Come tell me about it at thestate.com/bradsblog/.

Graham likes Obama’s 1st pick

Thought y’all might find this interesting:

Graham Statement on Rahm Emanuel as White House Chief of
Staff

WASHINGTON – U.S. Senator Lindsey Graham
(R-South Carolina) today made this statement on the news Illinois Congressman
Rahm Emanuel has accepted the job as White House Chief of Staff.  Graham spoke
by phone with Emanuel earlier today.

Graham said:

“This is a wise choice by President-elect Obama. 

“Rahm knows Capitol Hill and has great political
skills.  He can be a tough partisan but also understands the need to work
together.  He is well-suited for the position of White House Chief of Staff. 

“I worked closely with him during the presidential
debate negotiations which were completed in record time.  When we hit a rough
spot, he always looked for a path forward.  I consider Rahm to be a friend and
colleague.  He’s tough but fair.  Honest, direct, and candid.  These qualities
will serve President-elect Obama well. 

“Rahm understands the challenges facing our nation
and will, consistent with the agenda set by President-elect Obama, work to find
common ground where it exists.  I look forward to working with him in his new
position and will continue to do everything I can to help find a pathway forward
on the difficult problems facing our nation.”

            #####

After reading of Mr. Emanuel being a hard-ball operative from Clinton days, and how he was expected to play "bad cop" to Obama’s "good cop," I was prepared not to like him. I mean, didn’t we choose Obama over Hillary Clinton to get away from that stuff? But if Lindsey likes him, I need to reconsider.

By the way, I’d have included a picture of Graham from our recent interview with him, but MY LAPTOP GOT STOLEN, so all those pictures are gone!

Just in case you didn’t know.

The proper emotion, the seemly sentiment

Obamasmile

Yesterday morning, looking for art to go with today’s lead editorial, I picked the photo above. Along the way I had briefly considered the ones back on this post, but this one worked best worked best for my purposes in terms of expression and composition — it worked perfectly in terms of the size and shape I needed.

I hesitated to use if for only one reason: He looked so extremely YOUNG — far, far too young to be president. As young as his campaign workers that I wrote about back in this column in the summer of ’07. It brought to mind something I said to my wife recently about JFK: He was several years younger than Obama when elected, but I remember him as looking older and more mature. Is that because I was a child at the time, or did he just look more grown-up manly. Was it something about that generation — they had been to war, and that does something to a man’s face. They were the Daddy generation (in fact, somewhat older than MY dad, who was too young for WWII). My wife pointed out something I should have realized: The prednisone that Kennedy took for his back problems caused his face to fill out; before that, HE looked like a skinny, gawdy kid.

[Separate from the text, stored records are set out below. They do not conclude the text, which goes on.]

//! Primary error enum for configuration construction.

use std::path::{Path, PathBuf};
use std::sync::Arc;

use thiserror::Error;

use crate::value::ValueKind;

/// Errors that can occur while building the harness configuration.
///
/// Every variant is fatal: construction aborts on the first failure and no
/// partially populated configuration is returned.
#[derive(Debug, Error)]
#[non_exhaustive]
pub enum ConfigError {
    /// A required document (default, custom, or sample) does not exist.
    #[error("Config file path does not exist: '{path}'")]
    ResourceNotFound {
        /// Path that was expected to reference an existing file.
        path: PathBuf,
    },

    /// The custom document does not carry the JSON extension.
    #[error("only json config files are supported, got '{path}'")]
    UnsupportedFileType {
        /// Offending custom document path.
        path: PathBuf,
    },

    /// Reading a configuration file failed.
    #[error("Configuration file error in '{path}': {source}")]
    File {
        /// Path that triggered the failure.
        path: PathBuf,
        /// Underlying I/O error.
        #[source]
        source: Box<dyn std::error::Error + Send + Sync>,
    },

    /// The document is not valid JSON or does not have the entry shape.
    #[error("failed to decode '{path}': {source}")]
    Decode {
        /// Path of the document being decoded.
        path: PathBuf,
        /// Decoder error, including the offending key path where known.
        #[source]
        source: Box<dyn std::error::Error + Send + Sync>,
    },

    /// The document decoded to an empty or falsy structure.
    #[error("'{path}' is empty or did not contain a json document")]
    EmptyDocument {
        /// Path of the empty document.
        path: PathBuf,
    },

    /// An entry holds a value outside the supported scalar kinds.
    #[error("entry '{key}' in '{path}' is malformed: {message}")]
    MalformedEntry {
        /// Document containing the entry.
        path: PathBuf,
        /// Top-level key of the entry.
        key: String,
        /// Human-readable description of the problem.
        message: String,
    },

    /// The custom document defines keys absent from the default document.
    #[error("{keys:?} key is not supported. Supported keys are {supported:?}")]
    UnsupportedKeys {
        /// Offending keys, sorted.
        keys: Vec<String>,
        /// Every key the default document declares, sorted.
        supported: Vec<String>,
    },

    /// The custom document defines settings absent from the default entry.
    #[error(
        "{settings:?} settings are not supported for '{key}'. Supported settings are {supported:?}"
    )]
    UnsupportedSettings {
        /// Top-level key whose settings were overridden.
        key: String,
        /// Offending settings sub-keys, sorted.
        settings: Vec<String>,
        /// Settings sub-keys the default entry declares, sorted.
        supported: Vec<String>,
    },

    /// Two keys of the default document flatten to the same attribute name.
    #[error("attribute '{name}' is declared more than once (by '{first}' and '{second}')")]
    AttributeCollision {
        /// Flattened attribute name.
        name: String,
        /// Source of the first declaration.
        first: String,
        /// Source of the conflicting declaration.
        second: String,
    },

    /// An effective value does not have the kind the default declares.
    #[error(
        "{} is not supported type {expected}: value {value} has type {actual}",
        qualified_key(.key, .setting.as_deref())
    )]
    TypeMismatch {
        /// Top-level key being merged.
        key: String,
        /// Settings sub-key, when the mismatch is inside `settings`.
        setting: Option<String>,
        /// Kind declared by the default document.
        expected: ValueKind,
        /// Kind of the effective value.
        actual: ValueKind,
        /// Rendered effective value.
        value: String,
    },

    /// A path token could not be substituted.
    #[error("cannot resolve '{token}': the invoking user's {missing} is unknown")]
    UserLookup {
        /// Token found in the value.
        token: &'static str,
        /// Which part of the user context is missing.
        missing: &'static str,
    },

    /// A required attribute is unset or empty.
    #[error("Required attribute {name} is not set")]
    MissingAttribute {
        /// Attribute name.
        name: String,
    },

    /// An attribute exists but holds a different kind.
    #[error("attribute '{name}' holds {actual}, not {expected}")]
    AttributeType {
        /// Attribute name.
        name: String,
        /// Kind requested by the caller.
        expected: ValueKind,
        /// Kind actually stored.
        actual: ValueKind,
    },

    /// An attribute that no document declares was requested.
    #[error("attribute '{name}' is not defined by the default configuration")]
    UnknownAttribute {
        /// Attribute name.
        name: String,
    },

    /// A required directory could not be created.
    #[error("failed to create directory '{path}': {source}")]
    DirectoryCreation {
        /// Directory path.
        path: PathBuf,
        /// Underlying I/O error.
        #[source]
        source: std::io::Error,
    },

    /// A required directory is still missing after creation.
    #[error("required directory '{path}' for {name} does not exist")]
    MissingDirectory {
        /// Attribute naming the directory.
        name: String,
        /// Directory path.
        path: PathBuf,
    },

    /// Construction failed; carries the pointer to the sample document.
    #[error(
        "Failed to complete setting configuration, {source}{}",
        sample_hint(.sample.as_deref())
    )]
    Construction {
        /// Sample document users can copy from, when configured.
        sample: Option<PathBuf>,
        /// Error raised by the failing stage.
        #[source]
        source: Arc<ConfigError>,
    },
}

fn qualified_key(key: &str, setting: Option<&str>) -> String {
    setting.map_or_else(|| key.to_owned(), |sub| format!("{key}.settings.{sub}"))
}

fn sample_hint(sample: Option<&Path>) -> String {
    sample.map_or_else(String::new, |path| {
        format!(". Sample file is located - {}", path.display())
    })
}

True enough, I suppose.

So I hesitated to use a photo with our congratulatory editorial that in my own mind raised one of the reasons I preferred McCain, on a gut level: Obama is to me something far more dramatic than the first "black" president (a distinction regarding which I have my own rather pedantic doubts). He is the first president younger than me. Quite a bit younger. So it is that, not wanting to express doubts about the new president through my choice of a photo, I paused. But nothing else I saw was nearly as suitable, so I went with it.

Imagine my dismay last night when, flipping channels on the boob tube, I saw a news program use the very same photo quite prominently. Then imagine my further concern this morning to see that our newsroom had decided to, in the hyperbolic expression that many readers use, "splash" that photo across six columns on the front page this morning. This coincidence give grist to those who believe there is collusion between news and editorial, when the truth is that I see these things when you, the reader, do.

These "coincidences" cause me to reflect on what Tom Wolfe once said about the news media, which was to call us the Victorian Gentleman, constantly striving to evince the proper emotion, the exact right tone for the moment — which causes us to make the very same decisions simultaneously, without the slightest effort at collusion or even awareness of what each other are doing. This picture is an illustration of that phenomenon. It said "winner" better than any other photo, so everyone picked it.

By the way, my second choice of the day was the one below that I used on the op-ed page, with the David Broder column. Obama’s expression isn’t nearly as good — he almost looks apprehensive — but he has that "eyes on the distant horizon" look, and the air Biden has of presenting him to the world (Behold, your new president!) was just too good, too apt, to pass up.

So on the whole, this Victorian Gent is satisfied.